◆ **What you will do**: Find the string "usize" in the records. Copy every line it appears in.

[Collected data]
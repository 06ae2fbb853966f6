// Copyright 2019 Zhizhesihai (Beijing) Technology Limited.
//
// Licensed under the Apache License, Version 2.0 (the "License");
// you may not use this file except in compliance with the License.
// You may obtain a copy of the License at
//
//     http://www.apache.org/licenses/LICENSE-2.0
//
// Unless required by applicable law or agreed to in writing, software
// distributed under the License is distributed on an "AS IS" BASIS,
// See the License for the specific language governing permissions and
// limitations under the License.

use core::store::directory::Directory;
use core::store::io::IndexOutput;
use core::store::IOContext;

use error::Result;

use std::collections::HashSet;
use std::fmt;
use std::sync::{Arc, Mutex};

/// A delegating Directory that records which files were written to and deleted.
pub struct TrackingDirectoryWrapper {
    create_file_names: Mutex<HashSet<String>>,
    pub directory: Arc<dyn Directory>,
}

impl TrackingDirectoryWrapper {
    pub fn new(directory: Arc<dyn Directory>) -> TrackingDirectoryWrapper {
        TrackingDirectoryWrapper {
            create_file_names: Mutex::new(HashSet::new()),
            directory,
        }
    }
}

impl Directory for TrackingDirectoryWrapper {
    fn list_all(&self) -> Result<Vec<String>> {
        self.directory.list_all()
    }

    fn file_length(&self, name: &str) -> Result<i64> {
        self.directory.file_length(name)
    }

    fn create_output(&self, name: &str, ctx: &IOContext) -> Result<Box<dyn IndexOutput>> {
        let output = self.directory.create_output(name, ctx)?;
        self.create_file_names.lock()?.insert(name.to_string());
        Ok(output)
    }

    fn read_file(&self, name: &str) -> Result<Vec<u8>> {
        self.directory.read_file(name)
    }

    fn delete_file(&self, name: &str) -> Result<()> {
        self.directory.delete_file(name)?;
        self.create_file_names.lock()?.remove(name);
        Ok(())
    }

    fn create_files(&self) -> HashSet<String> {
        match self.create_file_names.lock() {
            Ok(names) => names.clone(),
            Err(poisoned) => poisoned.into_inner().clone(),
        }
    }
}

impl fmt::Display for TrackingDirectoryWrapper {
    fn fmt(&self, f: &mut fmt::Formatter) -> fmt::Result {
        write!(f, "TrackingDirectoryWrapper({})", &*self.directory)
    }
}
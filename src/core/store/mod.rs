// Copyright 2019 Zhizhesihai (Beijing) Technology Limited.
//
// Licensed under the Apache License, Version 2.0 (the "License");
// you may not use this file except in compliance with the License.
// You may obtain a copy of the License at
//
//     http://www.apache.org/licenses/LICENSE-2.0
//
// Unless required by applicable law or agreed to in writing, software
// distributed under the License is distributed on an "AS IS" BASIS,
// See the License for the specific language governing permissions and
// limitations under the License.

pub mod directory;
pub mod io;

#[derive(PartialEq, Eq, Hash, Clone, Copy, Debug)]
pub struct FlushInfo {
    pub num_docs: u32,
    pub estimated_segment_size: u64,
}

impl FlushInfo {
    pub fn new(num_docs: u32, estimated_segment_size: u64) -> Self {
        FlushInfo {
            num_docs,
            estimated_segment_size,
        }
    }
}

/// Hints the directory about the purpose of an open file.
#[derive(PartialEq, Eq, Hash, Clone, Copy, Debug)]
pub enum IOContext {
    Default,
    Flush(FlushInfo),
    Read(bool),
}

impl Default for IOContext {
    fn default() -> Self {
        IOContext::Default
    }
}

impl IOContext {
    pub const READ: IOContext = IOContext::Read(false);
    pub const READ_ONCE: IOContext = IOContext::Read(true);
}
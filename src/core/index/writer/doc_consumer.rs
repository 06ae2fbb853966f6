// Copyright 2019 Zhizhesihai (Beijing) Technology Limited.
//
// Licensed under the Apache License, Version 2.0 (the "License");
// you may not use this file except in compliance with the License.
// You may obtain a copy of the License at
//
//     http://www.apache.org/licenses/LICENSE-2.0
//
// Unless required by applicable law or agreed to in writing, software
// distributed under the License is distributed on an "AS IS" BASIS,
// See the License for the specific language governing permissions and
// limitations under the License.

use core::codec::doc_values::{
    DocValuesConsumer, DocValuesFormat, DocValuesWriter, DocValuesWriterEnum,
};
use core::codec::field_infos::{
    FieldInfo, FieldInfosBuilder, FieldInfosFormat, FieldInvertState, FieldNumbersRef,
};
use core::codec::norms::{NormValuesWriter, NormsConsumer, NormsFormat};
use core::codec::postings::{FreqProxTermsWriter, TermsHash};
use core::codec::segment_infos::{SegmentInfo, SegmentWriteState};
use core::codec::stored_fields::StoredFieldsConsumer;
use core::codec::term_vectors::TermVectorsConsumer;
use core::codec::Codec;
use core::doc::{DocValuesType, FieldType, Fieldable, IndexOptions};
use core::index::writer::{DocState, INDEX_MAX_POSITION};
use core::search::similarity::Similarity;
use core::store::directory::Directory;
use core::store::IOContext;
use core::util::{Count, Counter, DocId, VariantValue};

use error::ErrorKind::{IllegalArgument, IllegalState, UnsupportedOperation};
use error::{merge_error, Error, ErrorKind, Result};

use std::borrow::Cow;
use std::collections::{BTreeMap, HashMap};
use std::sync::Arc;

/// The indexing chain of one segment.
///
/// Every field of a document is routed to the postings (and, behind them,
/// term vectors) hash, the stored fields writer, the norms and the doc
/// values writers. `flush` writes everything that was buffered into the
/// files of the segment.
///
/// A chain belongs to exactly one session and sees one document at a time.
pub struct DocConsumer<C: Codec, T: TermsHash = FreqProxTermsWriter<C>> {
    codec: Arc<C>,
    pub field_infos: FieldInfosBuilder<FieldNumbersRef>,
    // Writes postings and term vectors
    terms_hash: T,
    // lazy init:
    stored_fields_consumer: StoredFieldsConsumer<C>,
    // per field state for the life of the segment, `field_index` maps a
    // name to its slot so handles held in `fields` stay valid on growth
    field_hash: Vec<PerField<T::PerField>>,
    field_index: HashMap<String, usize>,
    // Holds fields seen in each document
    fields: Vec<usize>,
    next_field_gen: i64,
    // every doc id below this one had its stored fields cycle
    last_stored_doc_id: DocId,
    bytes_used: Counter,
    max_stored_field_length: usize,
}

impl<C: Codec> DocConsumer<C> {
    /// `bytes_used` may be shared with other chains, the chain accounts into
    /// a child of it and only ever releases its own bytes.
    pub fn new(
        codec: Arc<C>,
        directory: Arc<dyn Directory>,
        segment_info: &SegmentInfo,
        field_infos: FieldInfosBuilder<FieldNumbersRef>,
        bytes_used: Counter,
        max_stored_field_length: usize,
    ) -> Self {
        let bytes_used = bytes_used.child();
        let term_vectors = TermVectorsConsumer::new(
            Arc::clone(&codec),
            Arc::clone(&directory),
            segment_info.clone(),
            bytes_used.shallow_copy(),
        );
        let terms_hash =
            FreqProxTermsWriter::new(Arc::clone(&codec), term_vectors, bytes_used.shallow_copy());
        Self::with_terms_hash(
            codec,
            directory,
            segment_info,
            field_infos,
            terms_hash,
            bytes_used,
            max_stored_field_length,
        )
    }
}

◆ **Result of this exercise**:
    field_index: HashMap<String, usize>,
    fields: Vec<usize>,
    max_stored_field_length: usize,
        max_stored_field_length: usize,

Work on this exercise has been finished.